Aktivitas rutin di lembaga pendidikan tetap kujalani, Aku belum menjadi pendidik, tetapi sebagai tenaga adminstrasi. Teman-teman pendidik selalu melontarkan sindiran padaku, karena seusiaku ini semestinya sudah menikah. Ada yang setiap ketemu selalu menjodoh-jodohkan pada Siswi yang sudah duduk di akhir kelas jenjang SLTP pada lembaga yang kutempati, namanya Yanti. Dengan seringnya telingaku mendegar tawaran itu. Aku pun mencoba mencari tahu Siswi yang bernama Yanti.
Hari Sabtu, tepatnya pada jam ketiga pada mapel bahasa Arab yang mengampu mapel tersebut berhalangan hadir, akhrinya Aku disuruh mengisinya. Sambil menulis di papan tulis sesekali Aku melirik dan mengamati Siswi yang selalu ditawarkan padaku.

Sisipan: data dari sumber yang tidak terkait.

use rust_decimal::Decimal;
use std::collections::HashMap;
use std::sync::{Arc, Mutex, MutexGuard};
use uuid::Uuid;

use super::log_stream::LogStream;
use super::order_tracker::OrderTracker;
use crate::api::ExchangeClient;
use crate::error::BotError;
use crate::models::{
    Balance, Contract, ExitReason, MarketKind, OrderSide, OrderState, OrderType, Timeframe, Trade,
    TradeSide, TradeStatus,
};
use crate::strategy::sizing::floor_to_lot;
use crate::strategy::EntryLevels;
use crate::Result;

/// Trades of one activation in open order
///
/// At most one trade is open at a time; `ongoing_position` is derived from
/// the list rather than stored next to it.
#[derive(Debug, Default)]
pub struct TradeBook {
    trades: Vec<Trade>,
}

/// Trade list shared between the tick path and the order tracker
pub type SharedTradeBook = Arc<Mutex<TradeBook>>;

pub(crate) fn lock_book(book: &SharedTradeBook) -> MutexGuard<'_, TradeBook> {
    book.lock().unwrap_or_else(|e| e.into_inner())
}

impl TradeBook {
    pub fn new() -> Self {
        Self::default()
    }

    pub fn shared() -> SharedTradeBook {
        Arc::new(Mutex::new(Self::new()))
    }

    pub fn trades(&self) -> &[Trade] {
        &self.trades
    }

    /// True iff exactly one trade is open
    pub fn ongoing_position(&self) -> bool {
        self.trades.iter().filter(|t| t.is_open()).count() == 1
    }

    pub fn open_trade(&self) -> Option<&Trade> {
        self.trades.iter().find(|t| t.is_open())
    }

    pub fn get(&self, id: Uuid) -> Option<&Trade> {
        self.trades.iter().find(|t| t.id == id)
    }

    fn get_mut(&mut self, id: Uuid) -> Option<&mut Trade> {
        self.trades.iter_mut().find(|t| t.id == id)
    }

    /// Append a freshly opened trade
    pub fn insert(&mut self, trade: Trade) -> Result<()> {
        if self.open_trade().is_some() {
            return Err(BotError::OrderRejected(format!(
                "{} already has an open trade",
                trade.symbol
            )));
        }
        self.trades.push(trade);
        Ok(())
    }

    /// Backfill the entry of a trade whose order was pending
    ///
    /// Returns false when the trade is gone, closed, or already filled.
    pub fn record_fill(&mut self, id: Uuid, price: Decimal, quantity: Decimal) -> bool {
        match self.get_mut(id) {
            Some(trade) if trade.is_open() && trade.entry_price.is_none() => {
                trade.entry_price = Some(price);
                if quantity > Decimal::ZERO {
                    trade.quantity = quantity;
                }
                true
            }
            _ => false,
        }
    }

    /// Close an unfilled trade whose entry order the exchange rejected
    pub fn reject_entry(&mut self, id: Uuid, now_ms: i64) -> bool {
        match self.get_mut(id) {
            Some(trade) if trade.is_open() && trade.entry_price.is_none() => {
                trade.status = TradeStatus::Closed;
                trade.quantity = Decimal::ZERO;
                trade.pnl = Decimal::ZERO;
                trade.closed_at_ms = Some(now_ms);
                trade.exit_reason = Some(ExitReason::EntryRejected);
                true
            }
            _ => false,
        }
    }

    /// Refresh unrealized PnL of the open, filled trade
    pub fn mark_to_market(&mut self, price: Decimal) {
        if let Some(trade) = self.trades.iter_mut().find(|t| t.is_live()) {
            if let Some(pnl) = trade.pnl_at(price) {
                trade.pnl = pnl;
            }
        }
    }

    /// Close a filled trade, returning the PnL realized on `exit_quantity`
    ///
    /// The trade's quantity becomes the quantity actually sold or bought back.
    pub fn close(
        &mut self,
        id: Uuid,
        exit_price: Decimal,
        exit_quantity: Decimal,
        reason: ExitReason,
        now_ms: i64,
    ) -> Option<Decimal> {
        let trade = self.get_mut(id).filter(|t| t.is_live())?;
        let entry = trade.entry_price?;
        let pnl = match trade.side {
            TradeSide::Long => (exit_price - entry) * exit_quantity,
            TradeSide::Short => (entry - exit_price) * exit_quantity,
        };
        trade.status = TradeStatus::Closed;
        trade.quantity = exit_quantity;
        trade.pnl = pnl;
        trade.exit_price = Some(exit_price);
        trade.closed_at_ms = Some(now_ms);
        trade.exit_reason = Some(reason);
        Some(pnl)
    }
}

/// Places entry and exit orders for one activation and keeps its trade book
pub struct PositionManager {
    exchange: Arc<dyn ExchangeClient>,
    contract: Contract,
    timeframe: Timeframe,
    strategy_name: String,
    book: SharedTradeBook,
    tracker: OrderTracker,
    logs: LogStream,
}

impl PositionManager {
    pub fn new(
        exchange: Arc<dyn ExchangeClient>,
        contract: Contract,
        timeframe: Timeframe,
        strategy_name: impl Into<String>,
        book: SharedTradeBook,
        tracker: OrderTracker,
        logs: LogStream,
    ) -> Self {
        Self {
            exchange,
            contract,
            timeframe,
            strategy_name: strategy_name.into(),
            book,
            tracker,
            logs,
        }
    }

    pub fn book(&self) -> &SharedTradeBook {
        &self.book
    }

    pub fn tracker(&self) -> &OrderTracker {
        &self.tracker
    }

    pub fn contract(&self) -> &Contract {
        &self.contract
    }

    /// Spot wallets cannot open shorts
    pub fn can_open(&self, side: TradeSide) -> bool {
        !(self.exchange.market_kind() == MarketKind::Spot && side == TradeSide::Short)
    }

    pub fn ongoing_position(&self) -> bool {
        lock_book(&self.book).ongoing_position()
    }

    /// Free quote-asset balance used to size new trades
    pub async fn quote_balance(&self) -> Result<Decimal> {
        let balances = self.exchange.get_balances().await?;
        balances
            .get(&self.contract.quote_asset)
            .map(|b| b.available())
            .ok_or_else(|| {
                BotError::SizingUnavailable(format!("no {} balance", self.contract.quote_asset))
            })
    }

    fn free_balance(balances: &HashMap<String, Balance>, asset: &str) -> Decimal {
        balances
            .get(asset)
            .map(|b| b.available())
            .unwrap_or(Decimal::ZERO)
    }

    /// Place a market entry order and record the trade
    ///
    /// Returns `Ok(None)` when nothing was placed: a short on spot, or a
    /// position already open. The trade keeps `entry_price = None` until the
    /// order is confirmed filled.
    pub async fn open(
        &self,
        side: TradeSide,
        quantity: Decimal,
        levels: EntryLevels,
        now_ms: i64,
    ) -> Result<Option<Uuid>> {
        if !self.can_open(side) {
            tracing::debug!(symbol = %self.contract.symbol, "Short signal ignored on spot market");
            return Ok(None);
        }
        if self.ongoing_position() {
            return Ok(None);
        }

        self.logs.push(format!(
            "{} signal on {} {}",
            side, self.contract.symbol, self.timeframe
        ));

        let order_side = side.entry_order_side();
        let status = match self
            .exchange
            .place_order(&self.contract, OrderType::Market, quantity, order_side)
            .await
        {
            Ok(status) => status,
            Err(e) => {
                self.logs.push(format!(
                    "{} order on {} {} failed: {}",
                    order_side, self.contract.symbol, self.timeframe, e
                ));
                return Err(e);
            }
        };

        if status.state == OrderState::Rejected {
            self.logs.push(format!(
                "{} order on {} {} rejected by {}",
                order_side,
                self.contract.symbol,
                self.timeframe,
                self.exchange.name()
            ));
            return Err(BotError::OrderRejected(status.order_id));
        }

        let filled = status.state == OrderState::Filled;
        let trade = Trade {
            id: Uuid::new_v4(),
            opened_at_ms: now_ms,
            entry_price: if filled { status.avg_fill_price } else { None },
            symbol: self.contract.symbol.clone(),
            strategy_name: self.strategy_name.clone(),
            side,
            status: TradeStatus::Open,
            pnl: Decimal::ZERO,
            quantity: if filled && status.executed_qty > Decimal::ZERO {
                status.executed_qty
            } else {
                quantity
            },
            entry_order_id: status.order_id.clone(),
            stop_loss: levels.stop_loss,
            take_profit: levels.take_profit,
            exit_price: None,
            closed_at_ms: None,
            exit_reason: None,
        };
        let trade_id = trade.id;
        lock_book(&self.book).insert(trade)?;

        self.logs.push(format!(
            "{} order placed on {} | Status: {}",
            order_side,
            self.exchange.name(),
            status.state
        ));

        // Filled without a price still needs the tracker to learn the entry
        if !filled || status.avg_fill_price.is_none() {
            self.tracker.track(status.order_id, trade_id);
        }

        Ok(Some(trade_id))
    }

    /// Place the exit order for a filled trade and close it
    ///
    /// On any failure the trade stays open so the next tick retries.
    pub async fn close(
        &self,
        trade_id: Uuid,
        reason: ExitReason,
        trigger_price: Decimal,
        now_ms: i64,
    ) -> Result<Decimal> {
        let trade = lock_book(&self.book)
            .get(trade_id)
            .filter(|t| t.is_live())
            .cloned()
            .ok_or_else(|| BotError::OrderRejected(format!("trade {} is not open", trade_id)))?;

        let order_side = trade.side.exit_order_side();
        let mut quantity = trade.quantity;

        if self.exchange.market_kind() == MarketKind::Spot && order_side == OrderSide::Sell {
            let balances = self.exchange.get_balances().await?;
            let free = Self::free_balance(&balances, &self.contract.base_asset);
            if free < quantity {
                quantity = floor_to_lot(free, self.contract.lot_size);
                tracing::debug!(
                    symbol = %self.contract.symbol,
                    wanted = %trade.quantity,
                    clamped = %quantity,
                    "Exit quantity clamped to free balance"
                );
            }
            if quantity <= Decimal::ZERO {
                return Err(BotError::SizingUnavailable(format!(
                    "no free {} to sell",
                    self.contract.base_asset
                )));
            }
        }

        let status = match self
            .exchange
            .place_order(&self.contract, OrderType::Market, quantity, order_side)
            .await
        {
            Ok(status) if status.state != OrderState::Rejected => status,
            Ok(status) => {
                self.logs.push(format!(
                    "Exit order on {} {} rejected, retrying on next tick",
                    self.contract.symbol, self.timeframe
                ));
                return Err(BotError::OrderRejected(status.order_id));
            }
            Err(e) => {
                self.logs.push(format!(
                    "Exit order on {} {} failed: {}",
                    self.contract.symbol, self.timeframe, e
                ));
                return Err(e);
            }
        };

        let exit_price = match (status.state, status.avg_fill_price) {
            (OrderState::Filled, Some(price)) => price,
            _ => trigger_price,
        };

        let pnl = lock_book(&self.book)
            .close(trade_id, exit_price, quantity, reason, now_ms)
            .ok_or_else(|| BotError::OrderRejected(format!("trade {} closed elsewhere", trade_id)))?;

        self.logs.push(format!(
            "Exit order on {} {} placed successfully",
            self.contract.symbol, self.timeframe
        ));
        let label = match reason {
            ExitReason::StopLoss => "Stop loss",
            ExitReason::TakeProfit => "Take profit",
            ExitReason::EntryRejected => "Rejected entry",
        };
        self.logs.push(format!(
            "{} triggered for {} {} | PnL: {}",
            label,
            self.contract.symbol,
            self.timeframe,
            pnl.round_dp(2)
        ));

        Ok(pnl)
    }
}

Jam istirahat, para Siswa dan Siswi sudah berlangganan duduk-duduk di depan kantor tempat Aku mengabdi. Diam tapi pasti, Aku selalu mengamati gerak gerik Siswi yang berkulit putih bernama Yanti. Setelah pengumuman kelulusan diberikan pada masing-masing Siswa. Terjadilh pertemuan antara Aku dan Yanti.
“Assalamualaikum,” ucap Yanti.
“Waalaikum salam,” jawabku sambil mengenakan kaos.
“Lho...Yan.., kamu?” sambil mempersilakan duduk.
Keakraban berkomunikasi pastinya berlangsung mengalir, hatiku juga sudah tidak berdebar karena sudah sering ketemu saat di lembaga pendidikan. Hal ini terjadi beberapa kali pertemuan, sampai kemudian orang tua Yanti berkunjung ke rumahku, tentu akan memastikan kabar yang diterimanya. Akhirnya terjadilah kesepakatan antara kedua orang tua kami untuk melangsungkan pernikahan antara Aku dan Yanti.